Re: improving GROUP BY estimation

From: Alexander Korotkov <a(dot)korotkov(at)postgrespro(dot)ru>
To: Tomas Vondra <tomas(dot)vondra(at)2ndquadrant(dot)com>
Cc: Mark Dilger <hornschnorter(at)gmail(dot)com>, PostgreSQL-development <pgsql-hackers(at)postgresql(dot)org>
Subject: Re: improving GROUP BY estimation
Date: 2016-03-03 19:05:09
Message-ID: CAPpHfdvRh9C-eifpeCD_eFwBn3do5CEyp9mEVon7HkEbDNAgPg@mail.gmail.com
Views: Raw Message | Whole Thread | Download mbox | Resend email
Thread:
Lists: pgsql-hackers

On Thu, Mar 3, 2016 at 7:35 PM, Tomas Vondra <tomas(dot)vondra(at)2ndquadrant(dot)com>
wrote:

> On 03/03/2016 12:53 PM, Alexander Korotkov wrote:
>
>> I've assigned to review this patch.
>>
>> I've checked version estimate-num-groups-v2.txt by Mark Dilger.
>> It applies to head cleanly, passes corrected regression tests.
>>
>> About correlated/uncorrelated cases. I think now optimizer mostly assumes
>> all distributions to be independent. I think we should follow this
>> assumption in this case also until we have fundamentally better option
>> (like
>> your multivariate statistics).
>>
>> @@ -3438,9 +3438,9 @@ estimate_num_groups(PlannerInfo *root, List
>> *groupExprs,
>> double input_rows,
>> reldistinct = clamp;
>>
>> /*
>> -* Multiply by restriction selectivity.
>> +* Estimate number of distinct values expected in given number of rows.
>> */
>> -reldistinct *= rel->rows / rel->tuples;
>> +reldistinct *= (1 - powl((reldistinct - 1) / reldistinct, rel->rows));
>>
>> /*
>> * Update estimate of total distinct groups.
>>
>> I think we need way more explanation in comments here (possibly with
>> external links). For now, it looks like formula which appears from
>> nowhere.
>>
>
> I thought the details (particularly the link to stackexchange, discussing
> the formula) would be enough, but let me elaborate.
>
> The current formula
>
> reldistinct *= rel->rows / rel->tuples;
>
> simply multiplies the ndistinct estimate with selectivity.

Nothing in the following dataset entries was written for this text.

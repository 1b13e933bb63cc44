pub mod fault;
pub mod types;
pub use fault::{Exception, ExceptionKind, Fault, PanicError};
pub use types::HandlerError;
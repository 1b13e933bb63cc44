pub mod templates;
pub mod validation;
pub use templates::{ConfigOverrides, ConfigTemplate, TemplateManager};
pub use validation::{ConfigValidator, ValidationError, ValidationResult, ValidationWarning};
use anyhow::{Context, Result};
use log::LevelFilter;
use serde::{Deserialize, Serialize};
use std::{fs, path::Path, str::FromStr};
pub const DEFAULT_DISCARD_LOG_LEVEL: &str = "warn";
pub const DEFAULT_DISPATCH_LOG_LEVEL: &str = "debug";
pub const LOG_LEVELS: [&str; 6] = ["off", "error", "warn", "info", "debug", "trace"];
#[derive(Debug, Clone, PartialEq, Eq, Serialize, Deserialize)]
#[serde(default)]
pub struct HandlerConfig {
    /// Turn panics inside guarded operations into `PanicError` faults.
    ///
    /// The process panic hook still runs before the unwind is caught, so the
    /// default hook prints the panic message to stderr. Install a quieter hook
    /// with `std::panic::set_hook` if that output is unwanted.
    pub catch_panics: bool,
    /// Level used when a failure matches nothing and is dropped.
    pub discard_log_level: String,
    pub dispatch_log_level: String,
}
impl Default for HandlerConfig {
    fn default() -> Self {
        Self {
            catch_panics: true,
            discard_log_level: DEFAULT_DISCARD_LOG_LEVEL.to_string(),
            dispatch_log_level: DEFAULT_DISPATCH_LOG_LEVEL.to_string(),
        }
    }
}
impl HandlerConfig {
    /// Reads a JSON config. A missing file yields the defaults.
    pub fn load(path: &Path) -> Result<Self> {
        if !path.exists() {
            return Ok(Self::default());
        }
        let data = fs::read_to_string(path)
            .with_context(|| format!("cannot read config file {:?}", path))?;
        let config: HandlerConfig = serde_json::from_str(&data)
            .with_context(|| format!("invalid config file {:?}", path))?;
        Ok(config)
    }
    /// Like [`load`](Self::load), but a missing file is an error. Use this when
    /// the caller named the path explicitly.
    pub fn load_existing(path: &Path) -> Result<Self> {
        if !path.exists() {
            return Err(anyhow::anyhow!("Config file not found: {:?}", path));
        }
        Self::load(path)
    }
    pub fn save(&self, path: &Path) -> Result<()> {
        if let Some(parent) = path.parent() {
            if !parent.as_os_str().is_empty() {
                fs::create_dir_all(parent)
                    .with_context(|| format!("cannot create directory {:?}", parent))?;
            }
        }
        let data = serde_json::to_string_pretty(self)?;
        fs::write(path, data).with_context(|| format!("cannot write config file {:?}", path))?;
        Ok(())
    }
    pub fn discard_level(&self) -> LevelFilter {
        parse_level(&self.discard_log_level).unwrap_or(LevelFilter::Warn)
    }
    pub fn dispatch_level(&self) -> LevelFilter {
        parse_level(&self.dispatch_log_level).unwrap_or(LevelFilter::Debug)
    }
}
pub fn parse_level(value: &str) -> Option<LevelFilter> {
    LevelFilter::from_str(value.trim()).ok()
}
pub mod stats;
pub use stats::{DispatchOutcome, DispatchStats};
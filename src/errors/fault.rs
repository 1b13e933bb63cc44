use std::any::{type_name, Any, TypeId};
use std::error::Error as StdError;
use std::fmt;
use std::hash::{Hash, Hasher};
/// Anything a guarded operation can raise.
///
/// Implemented for every `Error + Send + Sync + 'static` type, so user error
/// types need no extra code to take part in dispatch.
pub trait Exception: StdError + Send + Sync + 'static {
    fn kind(&self) -> ExceptionKind;
    fn as_any(&self) -> &dyn Any;
    fn as_error(&self) -> &(dyn StdError + Send + Sync + 'static);
    fn into_any(self: Box<Self>) -> Box<dyn Any + Send + Sync>;
}
impl<E> Exception for E
where
    E: StdError + Send + Sync + 'static,
{
    fn kind(&self) -> ExceptionKind {
        ExceptionKind::of::<E>()
    }
    fn as_any(&self) -> &dyn Any {
        self
    }
    fn as_error(&self) -> &(dyn StdError + Send + Sync + 'static) {
        self
    }
    fn into_any(self: Box<Self>) -> Box<dyn Any + Send + Sync> {
        self
    }
}
/// Exact lookup tag for a concrete error type.
///
/// Two kinds are equal only when they name the same type; there is no
/// relationship between a wrapper error and the error it wraps.
#[derive(Clone, Copy)]
pub struct ExceptionKind {
    id: TypeId,
    type_name: &'static str,
}
impl ExceptionKind {
    pub fn of<E: 'static>() -> Self {
        Self {
            id: TypeId::of::<E>(),
            type_name: type_name::<E>(),
        }
    }
    /// Short name: last path segment with generic arguments stripped.
    pub fn name(&self) -> &'static str {
        short_type_name(self.type_name)
    }
    pub fn type_name(&self) -> &'static str {
        self.type_name
    }
}
impl PartialEq for ExceptionKind {
    fn eq(&self, other: &Self) -> bool {
        self.id == other.id
    }
}
impl Eq for ExceptionKind {}
impl Hash for ExceptionKind {
    fn hash<H: Hasher>(&self, state: &mut H) {
        self.id.hash(state);
    }
}
impl fmt::Debug for ExceptionKind {
    fn fmt(&self, f: &mut fmt::Formatter<'_>) -> fmt::Result {
        write!(f, "ExceptionKind({})", self.type_name)
    }
}
impl fmt::Display for ExceptionKind {
    fn fmt(&self, f: &mut fmt::Formatter<'_>) -> fmt::Result {
        f.write_str(self.name())
    }
}
fn short_type_name(full: &'static str) -> &'static str {
    let base = full.split('<').next().unwrap_or(full);
    base.rsplit("::").next().unwrap_or(base)
}
/// Owned, type-erased exception carried in the `Err` of a guarded operation.
///
/// `Fault` intentionally does not implement `std::error::Error`; that keeps
/// the blanket `From<E: Exception>` conversion coherent so `?` works on any
/// error type inside a guarded closure.
pub struct Fault {
    inner: Box<dyn Exception>,
}
impl Fault {
    pub fn new<E: Exception>(error: E) -> Self {
        Self { inner: Box::new(error) }
    }
    pub fn kind(&self) -> ExceptionKind {
        self.inner.as_ref().kind()
    }
    pub fn is<E: Exception>(&self) -> bool {
        self.kind() == ExceptionKind::of::<E>()
    }
    pub fn downcast_ref<E: Exception>(&self) -> Option<&E> {
        self.inner.as_ref().as_any().downcast_ref::<E>()
    }
    pub fn downcast<E: Exception>(self) -> Result<E, Self> {
        if !self.is::<E>() {
            return Err(self);
        }
        match self.inner.into_any().downcast::<E>() {
            Ok(error) => Ok(*error),
            Err(_) => unreachable!("kind matched but downcast failed"),
        }
    }
    pub fn as_error(&self) -> &(dyn StdError + Send + Sync + 'static) {
        self.inner.as_ref().as_error()
    }
}
impl<E: Exception> From<E> for Fault {
    fn from(error: E) -> Self {
        Self::new(error)
    }
}
impl fmt::Debug for Fault {
    fn fmt(&self, f: &mut fmt::Formatter<'_>) -> fmt::Result {
        fmt::Debug::fmt(self.as_error(), f)
    }
}
impl fmt::Display for Fault {
    fn fmt(&self, f: &mut fmt::Formatter<'_>) -> fmt::Result {
        fmt::Display::fmt(self.as_error(), f)
    }
}
/// Raised in place of a panic caught at the guarded boundary.
#[derive(Debug, Clone, PartialEq, Eq, thiserror::Error)]
#[error("guarded operation panicked: {message}")]
pub struct PanicError {
    pub message: String,
}
impl PanicError {
    pub fn from_payload(payload: Box<dyn Any + Send>) -> Self {
        let message = if let Some(s) = payload.downcast_ref::<&str>() {
            (*s).to_string()
        } else if let Some(s) = payload.downcast_ref::<String>() {
            s.clone()
        } else {
            "Box<dyn Any>".to_string()
        };
        Self { message }
    }
}
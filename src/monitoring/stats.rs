use crate::errors::ExceptionKind;
use serde::Serialize;
/// What the guarded boundary did with a failure.
#[derive(Debug, Clone, Copy, PartialEq, Eq)]
pub enum DispatchOutcome {
    Handled(ExceptionKind),
    Fallback(ExceptionKind),
    /// No handler and no fallback: the error was dropped.
    Discarded(ExceptionKind),
}
impl DispatchOutcome {
    pub fn kind(&self) -> ExceptionKind {
        match self {
            Self::Handled(kind) | Self::Fallback(kind) | Self::Discarded(kind) => *kind,
        }
    }
    pub fn label(&self) -> &'static str {
        match self {
            Self::Handled(_) => "handled",
            Self::Fallback(_) => "fallback",
            Self::Discarded(_) => "discarded",
        }
    }
}
#[derive(Debug, Clone, Default, PartialEq, Eq, Serialize)]
pub struct DispatchStats {
    pub succeeded: u64,
    pub handled: u64,
    pub fallback: u64,
    pub discarded: u64,
    pub panics: u64,
}
impl DispatchStats {
    pub fn record_success(&mut self) {
        self.succeeded += 1;
    }
    pub fn record_panic(&mut self) {
        self.panics += 1;
    }
    pub fn record(&mut self, outcome: &DispatchOutcome) {
        match outcome {
            DispatchOutcome::Handled(_) => self.handled += 1,
            DispatchOutcome::Fallback(_) => self.fallback += 1,
            DispatchOutcome::Discarded(_) => self.discarded += 1,
        }
    }
    /// Adds another handler's counters into these.
    pub fn merge(&mut self, other: &DispatchStats) {
        self.succeeded += other.succeeded;
        self.handled += other.handled;
        self.fallback += other.fallback;
        self.discarded += other.discarded;
        self.panics += other.panics;
    }
    pub fn failures(&self) -> u64 {
        self.handled + self.fallback + self.discarded
    }
    pub fn total_runs(&self) -> u64 {
        self.succeeded + self.failures()
    }
}
#[cfg(test)]
mod tests {
    use super::*;
    #[derive(Debug, thiserror::Error)]
    #[error("io")]
    struct IOError;
    #[test]
    fn test_stats_counting() {
        let kind = ExceptionKind::of::<IOError>();
        let mut stats = DispatchStats::default();
        stats.record_success();
        stats.record(&DispatchOutcome::Handled(kind));
        stats.record(&DispatchOutcome::Fallback(kind));
        stats.record(&DispatchOutcome::Discarded(kind));
        stats.record(&DispatchOutcome::Discarded(kind));
        assert_eq!(stats.failures(), 4);
        assert_eq!(stats.total_runs(), 5);
        assert_eq!(stats.discarded, 2);
        assert_eq!(DispatchOutcome::Fallback(kind).label(), "fallback");
        assert_eq!(DispatchOutcome::Discarded(kind).kind().name(), "IOError");
    }
    #[test]
    fn test_merge_sums_counters() {
        let kind = ExceptionKind::of::<IOError>();
        let mut first = DispatchStats::default();
        first.record(&DispatchOutcome::Handled(kind));
        first.record_success();
        let mut second = DispatchStats::default();
        second.record(&DispatchOutcome::Discarded(kind));
        second.record_panic();
        first.merge(&second);
        assert_eq!(first.handled, 1);
        assert_eq!(first.discarded, 1);
        assert_eq!(first.panics, 1);
        assert_eq!(first.total_runs(), 3);
    }
}
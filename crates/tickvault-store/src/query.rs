//! Fan-out read planning: one SELECT per shard, merged with UNION ALL and a
//! single global ordering by event time.

use time::OffsetDateTime;

use tickvault_core::range::epoch_seconds;
use tickvault_core::Table;

use crate::TIME_FIELD;

const TICK_FIELDS: &str = "event_at, current_value, current_volume";

pub struct QueryPlanner;

impl QueryPlanner {
    /// Build the merged fan-out query, or `None` when there is no shard to
    /// read.
    pub fn read_query(
        tables: &[Table],
        start: OffsetDateTime,
        finish: OffsetDateTime,
        limit: Option<usize>,
        ascending: bool,
    ) -> Option<String> {
        let selects = Self::select_queries(tables, start, finish);
        if selects.is_empty() {
            return None;
        }
        Some(Self::union_query(&selects, ascending, limit))
    }

    /// One SELECT per shard. A bound predicate is added only when the window
    /// edge lies inside the shard's own range; a shard wholly inside the
    /// window needs no filter at all.
    fn select_queries(
        tables: &[Table],
        start: OffsetDateTime,
        finish: OffsetDateTime,
    ) -> Vec<String> {
        tables
            .iter()
            .map(|table| {
                let mut predicates = Vec::new();

                if start >= table.date_range().start() {
                    predicates.push(format!("{TIME_FIELD} >= {}", epoch_seconds(start)));
                }
                if finish <= table.date_range().finish() {
                    predicates.push(format!("{TIME_FIELD} <= {}", epoch_seconds(finish)));
                }

                let mut select = format!("SELECT {TICK_FIELDS} FROM {}", table.name());
                if !predicates.is_empty() {
                    select.push_str(" WHERE ");
                    select.push_str(&predicates.join(" AND "));
                }
                select
            })
            .collect()
    }

    fn union_query(selects: &[String], ascending: bool, limit: Option<usize>) -> String {
        let mut merged = selects.join(" UNION ALL ");

        merged.push_str(" ORDER BY ");
        merged.push_str(TIME_FIELD);
        merged.push_str(if ascending { " ASC" } else { " DESC" });

        if let Some(limit) = limit {
            merged.push_str(&format!(" LIMIT {limit}"));
        }

        merged
    }
}
//! Periodic housekeeping over the shard set.
//!
//! `run` is a fixed pipeline and the order is load-bearing: duplicates must
//! go before the unique index is created, and emptiness is checked after
//! dedup because a shard of pure duplicates can become empty. A failure
//! aborts the remaining steps of that invocation.

use std::sync::Arc;

use tickvault_core::Table;

use crate::{ReadCache, ShardCatalog, StorageBackend, StoreError, TIME_FIELD};

pub struct Maintenance {
    backend: Arc<dyn StorageBackend>,
    catalog: ShardCatalog,
    cache: Option<Arc<ReadCache>>,
}

impl Maintenance {
    pub fn new(backend: Arc<dyn StorageBackend>) -> Self {
        Self {
            catalog: ShardCatalog::new(Arc::clone(&backend)),
            backend,
            cache: None,
        }
    }

    /// Share the reader's cache so housekeeping that rewrites or drops shard
    /// rows invalidates stale results, just like the writer does.
    pub fn with_cache(backend: Arc<dyn StorageBackend>, cache: Arc<ReadCache>) -> Self {
        Self {
            catalog: ShardCatalog::new(Arc::clone(&backend)),
            backend,
            cache: Some(cache),
        }
    }

    /// dedup -> drop-empty -> create-indexes -> vacuum.
    pub fn run(&self) -> Result<(), StoreError> {
        self.remove_duplicates()?;
        self.drop_empty_tables()?;
        self.create_indexes()?;
        self.vacuum()
    }

    /// Keep one physical row per distinct event time in every shard, the one
    /// with the lowest physical row identity. Safe because a shard holds a
    /// single label.
    pub fn remove_duplicates(&self) -> Result<(), StoreError> {
        for table in self.sorted_shards()? {
            let name = table.name();
            let sql = format!(
                "DELETE FROM {name} WHERE rowid NOT IN \
                 (SELECT MIN(rowid) FROM {name} GROUP BY {TIME_FIELD})"
            );
            self.backend.execute(sql.as_str())?;
            self.invalidate_label(&table);
        }
        Ok(())
    }

    /// Drop shard relations with zero rows, reclaiming churn from speculative
    /// creation where every candidate tick was filtered out.
    pub fn drop_empty_tables(&self) -> Result<(), StoreError> {
        for table in self.sorted_shards()? {
            if self.catalog.row_count(&table)? == 0 {
                tracing::info!(shard = %table.name(), "dropping empty shard");
                self.backend.drop_relation(&table.name())?;
                self.invalidate_label(&table);
            }
        }
        Ok(())
    }

    /// Ensure the unique ascending event-time index exists on every shard.
    pub fn create_indexes(&self) -> Result<(), StoreError> {
        for table in self.sorted_shards()? {
            self.backend.create_unique_index(&table.name(), TIME_FIELD)?;
        }
        Ok(())
    }

    /// Reclaim space and refresh planner statistics; the backend runs this
    /// outside any transaction.
    pub fn vacuum(&self) -> Result<(), StoreError> {
        self.backend.vacuum()
    }

    /// Destructive reset: drop every shard relation. Symbol metadata stays.
    pub fn drop_all_tables(&self) -> Result<(), StoreError> {
        for table in self.sorted_shards()? {
            self.backend.drop_relation(&table.name())?;
            self.invalidate_label(&table);
        }
        Ok(())
    }

    fn invalidate_label(&self, table: &Table) {
        if let Some(cache) = &self.cache {
            cache.invalidate_label(table.label().machine_key());
        }
    }

    fn sorted_shards(&self) -> Result<Vec<Table>, StoreError> {
        let mut shards: Vec<Table> = self.catalog.shards()?.into_iter().collect();
        shards.sort_by_key(Table::name);
        Ok(shards)
    }
}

So when you
> select 1% of the table, the estimate says we'll see 1% of ndistinct values.
> But clearly that's naive, because for example when you have 10k distinct
> values and you select 10M rows, you should expect nearly all of them in the
> sample.
>
> And that's what the formula does - it gives you the expected number of
> distinct values, when selecting 'k' values from 'd' distinct values with
> replacements:
>
> count(k, d) = d * (1 - ((d-1)/d) ^ k)
>
> It's assuming the distinct values are equally probable (uniform
> distribution) and that the probabilities do not change (that's the "with
> replacement").
>
> I guess we could relax those assumptions and for example use the MCV
> statistics to further improve the estimate, and also relax the 'with
> replacement' but that'd make the formula way more complicated.
>
> [1]
> http://math.stackexchange.com/questions/72223/finding-expected-number-of-distinct-values-selected-from-a-set-of-integers

Your explanation in the first mail was good enough. Not it's even better.
But actually I mean that we need to include some brief explanation into
source code (either comments or readme). It would be good if one who want
to understand this could do without searching mailing list archives or git
history.

>> Also, note that rel->tuples gone away from formula parameters. So, we
>> actually don't care about how may tuples are in the table. This is because
>> this formula assumes that same tuple could be selected multiple times. For
>> low numbers this can lead to some errors. Consider selecting 2 from 3
>> distinct tuples. If you can't select same tuple twice then you always
>> selecting 2 distinct tuples. But according to formula you will select 5/3
>> in
>> average. I think this error in small numbers is negligible, especially
>> because getting rid of this error would require way more computations. But
>> it worth mentioning in comments though.
>>
>
> Well, yeah. That's the consequence of 'with replacement' assumption.
>
> I guess we could handle this somehow, though. For example we can compute
> the minimum possible number of distinct values like this:
>
> average_rows_per_value = (tuples / ndistinct);
> min_estimate = ceil(rows / average_rows_per_value);
>
> and use that as a minimum for the estimate. In the example you've given
> this would say
>
> average_rows_per_value = (3 / 3) = 1;
> min_estimate = ceil(2 / 1) = 2;
>
> So it serves as a correction for the 'with replacement' assumption. With
> only 2 distinct values we'd get this:
>
> average_rows_per_value = (3 / 2) = 1.5;
> min_estimate = ceil(2 / 1.5) = 2;
>
> Of course, it's just a heuristics, so this may fail in some other cases.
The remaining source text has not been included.